Looking after those little teeth
Even though they’re not permanent, looking after your baby’s first set of teeth is important for her long-term dental health. If your baby’s teeth are not taken care of properly they could cause damage to her permanent teeth.
You can begin looking after your baby’s dental health even before your baby’s first tooth emerges by wiping your baby’s gums with a damp washcloth or gauze. As soon as her first tooth appears, it’s a good idea to brush them twice a day after meals. By the age of 3 your child can start using toothpaste to clean her teeth. Use only a pea-sized amount and make sure that she spits it out. By encouraging your child to look after her teeth now, you are instilling a lifelong habit.

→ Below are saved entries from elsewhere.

//! Spells Page
//!
//! The grimoire: filter controls, result summary and the spell grid.

use leptos::prelude::*;

use crate::components::{SpellCard, SpellDetailModal, SpellFilters};
use crate::context::use_app_context;
use crate::session::use_session;
use crate::spell_list::derive_view;
use crate::store::{use_spell_store, SpellStateStoreFields};

#[component]
pub fn SpellsPage() -> impl IntoView {
    let ctx = use_app_context();
    let store = use_spell_store();
    let session = use_session();

    let visible = Memo::new(move |_| {
        derive_view(&store.spells().read(), &store.criteria().read(), session.viewer_id())
    });
    let total = move || store.spells().with(Vec::len);
    let selected = RwSignal::new(None::<u32>);

    let empty_hint = move || {
        if store.criteria().with(|c| c.is_filtering()) {
            "Try adjusting your search or filters"
        } else {
            "Be the first to submit a spell to the grimoire!"
        }
    };

    view! {
        <section class="spells-page">
            <header class="page-header">
                <h1>"Spell Grimoire"</h1>
                <p>"Discover and vote on magical spells from the community"</p>
            </header>

            <SpellFilters />

            <div class="results-bar">
                <p class="results-summary">
                    {move || format!("Showing {} of {} spells", visible.with(Vec::len), total())}
                </p>
                <button class="refresh-btn" title="Refresh" on:click=move |_| ctx.reload()>"↻"</button>
            </div>

            <Show
                when=move || store.loaded().get()
                fallback=|| view! { <p class="loading">"Gathering magical knowledge from the archives..."</p> }
            >
                <Show
                    when=move || visible.with(|v| !v.is_empty())
                    fallback=move || view! {
                        <div class="empty-state">
                            <h3>"No spells found"</h3>
                            <p>{empty_hint}</p>
                        </div>
                    }
                >
                    <div class="spell-grid">
                        <For
                            each=move || visible.get()
                            // Every displayed field, so patched spells re-render
                            key=|spell| {
                                (
                                    spell.id,
                                    spell.vote_count,
                                    spell.user_vote,
                                    spell.name.clone(),
                                    spell.description.clone(),
                                    spell.mana_cost,
                                    spell.damage,
                                    spell.element.clone(),
                                )
                            }
                            children=move |spell| view! {
                                <SpellCard spell=spell on_open=move |id: u32| selected.set(Some(id)) />
                            }
                        />
                    </div>
                </Show>
            </Show>

            <SpellDetailModal selected=selected />
        </section>
    }
}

Don’t let your baby fall asleep with a bottle in her mouth; the liquid can pool in her mouth and the sugars in milk cause tooth decay. It’s also not a good idea to let your baby walk around with a bottle in her mouth the whole day for the same reason. Another step you can take to prevent tooth decay is making her last bottle of the night water.
The importance of baby teeth
Your baby uses her primary teeth for biting and chewing once she’s established on solids. They also serve as spacers for her permanent teeth, they help in the development of her speech and boost self-confidence.
If by the end of your baby’s first year there is still no sign of a tooth, bring the matter up with her paediatrician. If your baby has all the signs of teething, but seems to be in an unsual amount of pain it’s best to call your doctor for advice. Teething need not be a painful ordeal for all concerned.
The teething process of your baby’s milk teeth
- Central Incisors : The first teeth to appear are usually the two bottom teeth, called the central incisors.
- Lateral Incisors : About 4 to 8 weeks later, the four front upper teeth, or central and lateral incisors, make an appearance, followed about a month later by the lower lateral incisors.
- Molars : Next to appear are the molars, which are the back teeth that he chews with
- Eye Teeth : Finally, the eye teeth emerge. These are the pointy teeth on either side of the lateral incisors. A second set of molars usually appears around the age of 3.